*What this task involves*. Transcribe the records below exactly, from their first line through the line containing "use crate::peer::codec;". Omit every line after it.

*Exercise data*.
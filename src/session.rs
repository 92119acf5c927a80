use serde_json::Value;
use std::future::Future;
use std::sync::Arc;
use tokio::sync::mpsc;
use tracing::{debug, info, warn};

use crate::error::SessionError;
use crate::logger::{dump_candidate, ErrorKind, Notifier, SessionEvent, WarningKind};
use crate::peer::codec;
use crate::peer::engine::{PeerEngine, PlaybackSink};
use crate::peer::ice::{analyze_candidates, IceServerSource};
use crate::peer::state::{Session, SessionInput, SessionState};
use crate::peer::types::{ConnectionState, Description, EngineEvent, IceCandidate, SdpKind};
use crate::signaling::{self, InboundMessage};
use crate::transport::{DispatchPolicy, Dispatched, InboundFrame, SignalingTransport};

/// Ведёт одну сессию за раз: offer -> транспорт -> answer/кандидаты -> плеер
pub struct SessionOrchestrator {
    engine: Arc<dyn PeerEngine>,
    transport: Box<dyn SignalingTransport>,
    ice: IceServerSource,
    http: reqwest::Client,
    notifier: Arc<dyn Notifier>,
    sink: Arc<dyn PlaybackSink>,
    session: Option<Session>,
}

fn change_state(session: &mut Session, notifier: &dyn Notifier, to: SessionState) {
    if let Some(from) = session.transition(to) {
        info!("Session {} state {:?} -> {:?}", session.id(), from, to);
        notifier.notify(SessionEvent::StateChanged { from, to });
    }
}

fn report_warning(notifier: &dyn Notifier, kind: WarningKind, message: impl Into<String>) {
    notifier.notify(SessionEvent::Warning {
        kind,
        message: message.into(),
    });
}

fn report_error(notifier: &dyn Notifier, kind: ErrorKind, message: impl Into<String>) {
    notifier.notify(SessionEvent::Error {
        kind,
        message: message.into(),
    });
}

/// Ошибка применения кандидата не фатальна
async fn apply_remote_candidate(session: &Session, notifier: &dyn Notifier, candidate: IceCandidate) {
    dump_candidate("REMOTE", &candidate);
    if let Err(e) = session.peer.add_remote_candidate(candidate).await {
        debug!("Failure during add_ice_candidate: {e}");
        report_warning(notifier, WarningKind::CandidateApply, e.to_string());
    }
}
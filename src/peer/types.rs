use serde::{Deserialize, Serialize};
use webrtc::ice_transport::ice_candidate::RTCIceCandidateInit;
use webrtc::peer_connection::peer_connection_state::RTCPeerConnectionState;
use webrtc::peer_connection::sdp::sdp_type::RTCSdpType;
use webrtc::peer_connection::sdp::session_description::RTCSessionDescription;
use webrtc::rtp_transceiver::rtp_codec::RTPCodecType;

/// Тип SDP описания
#[derive(Serialize, Deserialize, Debug, Clone, Copy, PartialEq, Eq)]
#[serde(rename_all = "lowercase")]
pub enum SdpKind {
    Offer,
    Pranswer,
    Answer,
}

/// SDP описание в том виде, в котором оно уходит на провод: `{"type", "sdp"}`
#[derive(Serialize, Deserialize, Debug, Clone, PartialEq, Eq)]
pub struct Description {
    #[serde(rename = "type")]
    pub kind: SdpKind,
    pub sdp: String,
}

impl Description {
    pub fn offer(sdp: impl Into<String>) -> Self {
        Self {
            kind: SdpKind::Offer,
            sdp: sdp.into(),
        }
    }

    pub fn answer(sdp: impl Into<String>) -> Self {
        Self {
            kind: SdpKind::Answer,
            sdp: sdp.into(),
        }
    }
}

impl TryFrom<&RTCSessionDescription> for Description {
    type Error = String;

    fn try_from(desc: &RTCSessionDescription) -> Result<Self, Self::Error> {
        let kind = match desc.sdp_type {
            RTCSdpType::Offer => SdpKind::Offer,
            RTCSdpType::Pranswer => SdpKind::Pranswer,
            RTCSdpType::Answer => SdpKind::Answer,
            other => return Err(format!("unsupported sdp type {other}")),
        };
        Ok(Self {
            kind,
            sdp: desc.sdp.clone(),
        })
    }
}

/// ICE кандидат в формате браузера (`sdpMid`, `sdpMLineIndex`)
#[derive(Serialize, Deserialize, Debug, Clone, PartialEq, Eq)]
#[serde(rename_all = "camelCase")]
pub struct IceCandidate {
    pub candidate: String,
    #[serde(default, alias = "sdp_mid")]
    pub sdp_mid: Option<String>,
    #[serde(default, rename = "sdpMLineIndex", alias = "sdp_mline_index")]
    pub sdp_mline_index: Option<u16>,
    #[serde(
        default,
        alias = "username_fragment",
        skip_serializing_if = "Option::is_none"
    )]
    pub username_fragment: Option<String>,
}

impl From<RTCIceCandidateInit> for IceCandidate {
    fn from(init: RTCIceCandidateInit) -> Self {
        Self {
            candidate: init.candidate,
            sdp_mid: init.sdp_mid,
            sdp_mline_index: init.sdp_mline_index,
            username_fragment: init.username_fragment,
        }
    }
}

impl From<IceCandidate> for RTCIceCandidateInit {
    fn from(c: IceCandidate) -> Self {
        RTCIceCandidateInit {
            candidate: c.candidate,
            sdp_mid: c.sdp_mid,
            sdp_mline_index: c.sdp_mline_index,
            username_fragment: c.username_fragment,
        }
    }
}

/// Конфигурация ICE сервера
#[derive(Serialize, Deserialize, Debug, Clone, PartialEq, Eq)]
pub struct ServerConfig {
    #[serde(default)]
    pub id: String,
    pub r#type: String, // 'stun' or 'turn'
    pub url: String,
    #[serde(default)]
    pub username: Option<String>,
    #[serde(default)]
    pub credential: Option<String>,
}

/// Состояние peer connection, как его сообщает движок
#[derive(Serialize, Debug, Clone, Copy, PartialEq, Eq)]
#[serde(rename_all = "lowercase")]
pub enum ConnectionState {
    New,
    Connecting,
    Connected,
    Disconnected,
    Failed,
    Closed,
}

impl From<RTCPeerConnectionState> for ConnectionState {
    fn from(st: RTCPeerConnectionState) -> Self {
        match st {
            RTCPeerConnectionState::Connecting => ConnectionState::Connecting,
            RTCPeerConnectionState::Connected => ConnectionState::Connected,
            RTCPeerConnectionState::Disconnected => ConnectionState::Disconnected,
            RTCPeerConnectionState::Failed => ConnectionState::Failed,
            RTCPeerConnectionState::Closed => ConnectionState::Closed,
            _ => ConnectionState::New,
        }
    }
}

#[derive(Serialize, Debug, Clone, Copy, PartialEq, Eq)]
#[serde(rename_all = "lowercase")]
pub enum MediaKind {
    Audio,
    Video,
}

impl MediaKind {
    pub fn from_codec_type(kind: RTPCodecType) -> Option<Self> {
        match kind {
            RTPCodecType::Audio => Some(MediaKind::Audio),
            RTPCodecType::Video => Some(MediaKind::Video),
            _ => None,
        }
    }
}

/// Входящий трек удалённой стороны
#[derive(Serialize, Debug, Clone, PartialEq, Eq)]
pub struct RemoteTrack {
    pub id: String,
    pub stream_id: String,
    pub kind: MediaKind,
}

/// Накопленный удалённый медиапоток сессии
#[derive(Serialize, Debug, Clone, Default, PartialEq, Eq)]
pub struct RemoteStream {
    pub tracks: Vec<RemoteTrack>,
}

/// События, которые движок отдаёт оркестратору
#[derive(Debug, Clone, PartialEq)]
pub enum EngineEvent {
    /// `None` означает конец сбора кандидатов
    LocalCandidate(Option<IceCandidate>),
    ConnectionState(ConnectionState),
    RemoteTrack(RemoteTrack),
}

#[cfg(test)]
mod tests {
    use super::*;

    #[test]
    fn test_candidate_accepts_browser_and_snake_case_keys() {
        let browser: IceCandidate = serde_json::from_str(
            r#"{"candidate":"candidate:1 1 udp 2130706431 10.0.0.2 5000 typ host","sdpMid":"0","sdpMLineIndex":0}"#,
        )
        .unwrap();
        let snake: IceCandidate = serde_json::from_str(
            r#"{"candidate":"candidate:1 1 udp 2130706431 10.0.0.2 5000 typ host","sdp_mid":"0","sdp_mline_index":0}"#,
        )
        .unwrap();

        assert_eq!(browser, snake);
        assert_eq!(browser.sdp_mid.as_deref(), Some("0"));
        assert_eq!(browser.sdp_mline_index, Some(0));
    }

    #[test]
    fn test_candidate_serializes_in_browser_shape() {
        let c = IceCandidate {
            candidate: "candidate:2 1 udp 1694498815 1.2.3.4 6000 typ srflx".into(),
            sdp_mid: Some("1".into()),
            sdp_mline_index: Some(1),
            username_fragment: None,
        };
        let json = serde_json::to_value(&c).unwrap();
        assert_eq!(json["sdpMid"], "1");
        assert_eq!(json["sdpMLineIndex"], 1);
        assert!(json.get("usernameFragment").is_none());
    }

    #[test]
    fn test_description_wire_shape() {
        let d = Description::answer("v=0\r\n");
        let json = serde_json::to_value(&d).unwrap();
        assert_eq!(json["type"], "answer");
        assert_eq!(json["sdp"], "v=0\r\n");
    }

    #[test]
    fn test_connection_state_mapping() {
        assert_eq!(
            ConnectionState::from(RTCPeerConnectionState::Failed),
            ConnectionState::Failed
        );
        assert_eq!(
            ConnectionState::from(RTCPeerConnectionState::Unspecified),
            ConnectionState::New
        );
    }
}
use async_trait::async_trait;
use reqwest::StatusCode;
use tracing::{debug, info};

use super::{DispatchPolicy, Dispatched, InboundSender, SignalingTransport};
use crate::error::TransportError;
use crate::signaling::{StreamRequest, StreamResponse};

/// Один POST с offer, в ответе answer. Повторов нет.
pub struct HttpTransport {
    client: reqwest::Client,
    endpoint: String,
}

impl HttpTransport {
    pub fn new(endpoint: impl Into<String>) -> Self {
        Self::with_client(reqwest::Client::new(), endpoint)
    }

    pub fn with_client(client: reqwest::Client, endpoint: impl Into<String>) -> Self {
        Self {
            client,
            endpoint: endpoint.into(),
        }
    }
}

#[async_trait]
impl SignalingTransport for HttpTransport {
    fn name(&self) -> &'static str {
        "http"
    }

    fn dispatch_policy(&self) -> DispatchPolicy {
        DispatchPolicy::AwaitGathering
    }

    async fn send_offer(
        &mut self,
        offer: &str,
        _inbound: InboundSender,
    ) -> Result<Dispatched, TransportError> {
        info!("POST offer to {}", self.endpoint);
        let response = self
            .client
            .post(&self.endpoint)
            .json(&StreamRequest {
                sdp: offer.to_string(),
            })
            .send()
            .await?;

        let status = response.status();
        if !status.is_success() {
            return Err(TransportError::Status {
                status: status.as_u16(),
            });
        }

        let body: StreamResponse = response.json().await?;
        debug!("Answer received ({} bytes)", body.sdp.len());
        Ok(Dispatched::Answer(body.sdp))
    }

    async fn close(&mut self) {}

    async fn release(&mut self) -> Result<(), TransportError> {
        info!("DELETE {}", self.endpoint);
        let response = self.client.delete(&self.endpoint).send().await?;
        let status = response.status();
        // поток уже остановлен на сервере
        if status.is_success() || status == StatusCode::NOT_FOUND {
            Ok(())
        } else {
            Err(TransportError::Status {
                status: status.as_u16(),
            })
        }
    }
}
use crate::peer::types::ServerConfig;
use rand::Rng;

pub fn random_id() -> String {
    hex::encode(rand::rng().random::<[u8; 8]>())
}

// Добавляет схему протокола к URL ICE сервера, если она отсутствует
pub fn add_ice_url_scheme(config: &ServerConfig) -> String {
    if config.url.starts_with("turn:")
        || config.url.starts_with("turns:")
        || config.url.starts_with("stun:")
    {
        config.url.clone()
    } else {
        let scheme = if config.r#type == "turn" {
            "turn:"
        } else {
            "stun:"
        };
        format!("{}{}", scheme, config.url)
    }
}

*Answer below*.
filename src/session.rs
repository 92119acf5c927a80
use serde_json::Value;
use std::future::Future;
use std::sync::Arc;
use tokio::sync::mpsc;
use tracing::{debug, info, warn};

use crate::error::SessionError;
use crate::logger::{dump_candidate, ErrorKind, Notifier, SessionEvent, WarningKind};
use crate::peer::codec;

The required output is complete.